TROCAS Project
Contents
TROCAS Project¶
Project description¶
The main stem of the Amazon River is a large supplier of carbon dioxide (CO2) to the atmosphere, most of which is sourced as organic carbon from the surrounding landscape and subsequently remineralized in river. The component of the river system that is least well understood is the tidal reach, which consists of two main channels each three times the girth of the Mississippi River at its widest point. While tidal forcing does not result in salt intrusion, riverine flow in this reach can be reversed, and complex interactions occur between the river channels and the fringe areas, making the study of this component of the world’s largest river a significant logistical challenge. In recognition of earlier work demonstrating that pCO2 and outgassing remains very elevated in the lower Amazon River, we previously evaluated the respective components of Net Ecosystem Exchange (NEE) from Óbidos downriver to Macapá over four cruises, focusing on how metabolic processes apparently drive the elevated pCO2 and subsequent outgassing, relative to advective fluxes. Two pilot cruises were made from Macapá down to the actual river mouth, evaluating the seaward propagation of the pCO2 signal. Preliminary measurements that fluxes of CO2 to the atmosphere remain high out to the freshwater terminus located ~60km offshore from the river mouth.

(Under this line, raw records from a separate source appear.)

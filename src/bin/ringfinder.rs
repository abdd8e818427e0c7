use std::fs;
use std::path::PathBuf;
use std::process::ExitCode;
use std::thread;

use anyhow::{bail, Context, Result};
use clap::Parser;
use tracing_subscriber::EnvFilter;

use ringfinder::sink::{export_text_summary, write_evaluation_file};
use ringfinder::source::load_json_table;
use ringfinder::{
    CancellationToken, ClusteringStrategy, Completion, ConfigOverrides, DefaultsOverrides,
    EngineConfig, EngineEvent, ProgressReporter, Rule, RuleEngine,
};

#[derive(Parser, Debug)]
#[command(
    name = "ringfinder",
    version,
    about = "Flag buyer identities that group into suspected fraud rings"
)]
struct Cli {
    /// Order table as a JSON array of objects or JSON Lines
    #[arg(short, long, required_unless_present = "list")]
    input: Option<PathBuf>,
    /// Rule to evaluate, preset or custom; repeatable
    #[arg(short, long = "rule", value_name = "NAME")]
    rules: Vec<String>,
    /// Evaluate every preset and custom rule
    #[arg(long, conflicts_with = "rules")]
    all: bool,
    /// Directory receiving one `<rule>.csv` per flagged result
    #[arg(short, long, default_value = ".")]
    output_dir: PathBuf,
    /// TOML configuration file
    #[arg(short, long)]
    config: Option<PathBuf>,
    /// Minimum distinct buyers for the generic presets
    #[arg(long)]
    threshold: Option<usize>,
    /// Similarity threshold (0-100) for the fuzzy presets
    #[arg(long)]
    similarity: Option<u8>,
    /// Fuzzy clustering strategy: star or connected-components
    #[arg(long)]
    strategy: Option<ClusteringStrategy>,
    /// Print a text summary of every evaluation
    #[arg(long)]
    summary: bool,
    /// List the available rules and exit
    #[arg(long)]
    list: bool,
}

impl Cli {
    fn overrides(&self) -> ConfigOverrides {
        ConfigOverrides::with_defaults(DefaultsOverrides {
            threshold: self.threshold,
            similarity_threshold: self.similarity,
            strategy: self.strategy,
            ..DefaultsOverrides::default()
        })
    }
}

fn main() -> Result<ExitCode> {
    tracing_subscriber::fmt()
        .with_env_filter(
            EnvFilter::try_from_default_env().unwrap_or_else(|_| EnvFilter::new("warn")),
        )
        .with_writer(std::io::stderr)
        .init();

    let cli = Cli::parse();
    let config = EngineConfig::load(cli.config.as_deref(), cli.overrides())?;
    let engine = RuleEngine::new(config);

    if cli.list {
        for rule in engine.rules() {
            println!(
                "{:<34} {:<16} threshold {}",
                rule.name,
                rule.kind.label(),
                rule.threshold
            );
        }
        return Ok(ExitCode::SUCCESS);
    }

    let rules = select_rules(&engine, &cli)?;
    let Some(input) = cli.input.as_deref() else {
        bail!("--input is required");
    };
    let table = load_json_table(input)?;
    eprintln!(
        "loaded {} rows with {} columns from {}",
        table.len(),
        table.columns().len(),
        input.display()
    );
    fs::create_dir_all(&cli.output_dir)
        .with_context(|| format!("failed to create {}", cli.output_dir.display()))?;

    let (reporter, events) = ProgressReporter::channel();
    let printer = thread::spawn(move || {
        for event in events {
            match event {
                EngineEvent::Progress { rule, percent } => eprintln!("[{rule}] {percent}%"),
                EngineEvent::Log { rule, message } => eprintln!("[{rule}] {message}"),
            }
        }
    });
    let evaluations =
        engine.evaluate_all_with(&rules, &table, &reporter, &CancellationToken::new());
    drop(reporter);
    if printer.join().is_err() {
        eprintln!("progress printer stopped early");
    }

    let mut failed = false;
    for evaluation in &evaluations {
        match &evaluation.completion {
            Completion::Flagged(ids) => {
                if let Some(path) = write_evaluation_file(&cli.output_dir, evaluation)? {
                    println!("{}: flagged {} -> {}", evaluation.rule, ids.len(), path.display());
                }
            }
            Completion::Empty => println!("{}: no groups found", evaluation.rule),
            Completion::Failed(err) => {
                failed = true;
                println!("{}: processing failed: {err}", evaluation.rule);
            }
        }
        if cli.summary {
            println!("{}", export_text_summary(evaluation));
        }
    }

    Ok(if failed {
        ExitCode::FAILURE
    } else {
        ExitCode::SUCCESS
    })
}

fn select_rules(engine: &RuleEngine, cli: &Cli) -> Result<Vec<Rule>> {
    if cli.all {
        return Ok(engine.rules());
    }
    if cli.rules.is_empty() {
        bail!("choose rules with --rule <NAME> or pass --all (see --list)");
    }
    cli.rules
        .iter()
        .map(|name| {
            engine
                .rule(name)
                .with_context(|| format!("unknown rule `{name}` (see --list)"))
        })
        .collect()
}
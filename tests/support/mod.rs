use ringfinder::{Evaluation, Table, Value};

/// Build a table from string cells; empty strings become nulls.
#[allow(dead_code)]
pub fn table(columns: &[&str], rows: &[&[&str]]) -> Table {
    Table::with_rows(
        columns.iter().copied(),
        rows.iter()
            .map(|row| {
                row.iter()
                    .map(|cell| {
                        if cell.is_empty() {
                            Value::Null
                        } else {
                            Value::text(*cell)
                        }
                    })
                    .collect()
            })
            .collect(),
    )
    .expect("well-formed test table")
}

/// Flagged identifiers of an evaluation, sorted; empty for empty or failed outcomes.
#[allow(dead_code)]
pub fn flagged(evaluation: &Evaluation) -> Vec<String> {
    evaluation
        .flagged()
        .map(|ids| ids.to_strings())
        .unwrap_or_default()
}

#[allow(dead_code)]
pub fn strings(items: &[&str]) -> Vec<String> {
    items.iter().map(|s| s.to_string()).collect()
}
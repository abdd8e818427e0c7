//! # Groupers
//!
//! The three generic grouping algorithms. Each reads the table, never mutates it, and
//! reports qualifying clusters through a [`GroupingContext`] owned by one evaluation.

pub mod exact;
pub mod fuzzy;
pub mod window;

pub use exact::ExactKeyGrouper;
pub use fuzzy::FuzzyClusterGrouper;
pub use window::{candidate_windows, TemporalWindowGrouper};

use crate::error::EngineError;
use crate::model::{Cluster, ClusterId, ColumnRef, FlaggedIdSet, IdentityKey, RecordId, Table};
use crate::progress::ProgressTracker;
use crate::rules::{Rule, RuleKind};
use tokio_util::sync::CancellationToken;

/// A grouping algorithm bound to one rule's parameters.
pub trait Grouper {
    fn group(&self, table: &Table, ctx: &mut GroupingContext<'_>) -> Result<(), EngineError>;
}

/// Pick the grouper for a rule.
pub fn grouper_for(rule: &Rule) -> Box<dyn Grouper + '_> {
    match &rule.kind {
        RuleKind::ExactKey(spec) => Box::new(ExactKeyGrouper::new(spec)),
        RuleKind::TemporalWindow(spec) => Box::new(TemporalWindowGrouper::new(spec)),
        RuleKind::FuzzyCluster(spec) => Box::new(FuzzyClusterGrouper::new(spec)),
    }
}

/// What a grouper produced.
#[derive(Debug, Clone, Default)]
pub struct GroupOutcome {
    pub flagged: FlaggedIdSet,
    pub clusters: Vec<Cluster>,
    /// Rows dropped for missing or unusable required fields
    pub excluded_rows: usize,
    /// Partitions or buckets scanned
    pub units: usize,
}

/// Mutable state of a single evaluation: the accumulating result, progress and cancellation.
pub struct GroupingContext<'a> {
    rule: &'a Rule,
    tracker: &'a mut ProgressTracker,
    cancel: &'a CancellationToken,
    outcome: GroupOutcome,
}

impl<'a> GroupingContext<'a> {
    pub fn new(
        rule: &'a Rule,
        tracker: &'a mut ProgressTracker,
        cancel: &'a CancellationToken,
    ) -> Self {
        Self {
            rule,
            tracker,
            cancel,
            outcome: GroupOutcome::default(),
        }
    }

    pub fn rule(&self) -> &'a Rule {
        self.rule
    }

    pub fn threshold(&self) -> usize {
        self.rule.threshold
    }

    pub fn new_cluster(&self) -> Cluster {
        Cluster::new(
            ClusterId(self.outcome.clusters.len() as u32),
            self.rule.name.as_str(),
        )
    }

    /// Keep the cluster if it meets the threshold, flagging all of its identities.
    pub fn offer(&mut self, cluster: Cluster) -> bool {
        if !cluster.meets(self.rule.threshold) {
            return false;
        }
        self.outcome.flagged.absorb_cluster(&cluster);
        self.outcome.clusters.push(cluster);
        true
    }

    pub fn check_cancelled(&self) -> Result<(), EngineError> {
        if self.cancel.is_cancelled() {
            return Err(EngineError::Cancelled {
                rule: self.rule.name.clone(),
            });
        }
        Ok(())
    }

    pub fn step(&mut self, done: usize, total: usize) {
        self.tracker.step(done, total);
    }

    pub fn set_units(&mut self, units: usize) {
        self.outcome.units = units;
    }

    /// Count excluded rows and say so on the log channel.
    pub fn exclude(&mut self, rows: usize, reason: &str) {
        if rows == 0 {
            return;
        }
        self.outcome.excluded_rows += rows;
        self.tracker.log(format!("excluded {rows} rows: {reason}"));
    }

    pub fn log(&mut self, message: impl Into<String>) {
        self.tracker.log(message);
    }

    pub fn flagged_count(&self) -> usize {
        self.outcome.flagged.len()
    }

    pub fn into_outcome(self) -> GroupOutcome {
        self.outcome
    }

    /// Resolve a declared column; absence is a schema error.
    pub(crate) fn column(&self, table: &Table, name: &str) -> Result<ColumnRef, EngineError> {
        table
            .column(name)
            .ok_or_else(|| EngineError::missing_columns(&self.rule.name, vec![name.to_string()]))
    }
}

/// Identity of every row, `None` where the identity cell is missing.
pub(crate) fn identities(table: &Table, column: ColumnRef) -> Vec<Option<IdentityKey>> {
    table
        .record_ids()
        .map(|id| IdentityKey::from_value(table.value(id, column)))
        .collect()
}

pub(crate) fn identity_at(identities: &[Option<IdentityKey>], id: RecordId) -> Option<&IdentityKey> {
    identities.get(id.index()).and_then(Option::as_ref)
}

Aside from these initial surveys, no systematic measurements have ever been made in the lower reach out into the plume. Considering the vast amount of surface area this region encompasses, its evaluation will significantly increase global estimates of aquatic CO2 outgassing and help complete global carbon flux estimates. Likewise, there is little mechanistic understanding of the biological and physiochemical processes that control carbon cycling in this transition zone. The overall research objective of TROCAS (Trocas Líquidas de Carbono do Ecossistema do Baixo Rio Amazonas: Da Terra para o Oceano e Atmosfera; Net Ecosystem Exchange of the Lower Amazon: from Land to the Ocean and Atmosphere) is to examine, at different scales, the processes that govern the advection and reaction of carbon in the lowest reach of the Amazon River and along the near-shore coastline of the tropical North Atlantic Ocean. Two primary questions are being addressed:
What are the geographic and temporal distributions and magnitudes of riverine CO2 production (system-scale)
What are the dynamics that drive and control outgassing (microbial-scale)?
To evaluate these questions, tools from detailed chemical analysis to proteomics, continuous underway recordings, remote sensing data and hydrology. The goals of this website are to describe the datasets being generated; provide access to scientific results, data browsing and data processing tools; and present a broader vision of the overall project and its team members.
Funding¶
TROCAS is funded by the Fundação de Amparo à Pesquisa do Estado de São Paulo (FAPESP, the science-funding organization of the State of São Paulo), through their “São Paulo Excellence Chair (SPEC)” thematic program, and the Universidade de São Paulo, and by the NSF Ecosystem Studies program (NSF Award 1754317: Biogeochemical Processes along the Lower Amazon River Continuum).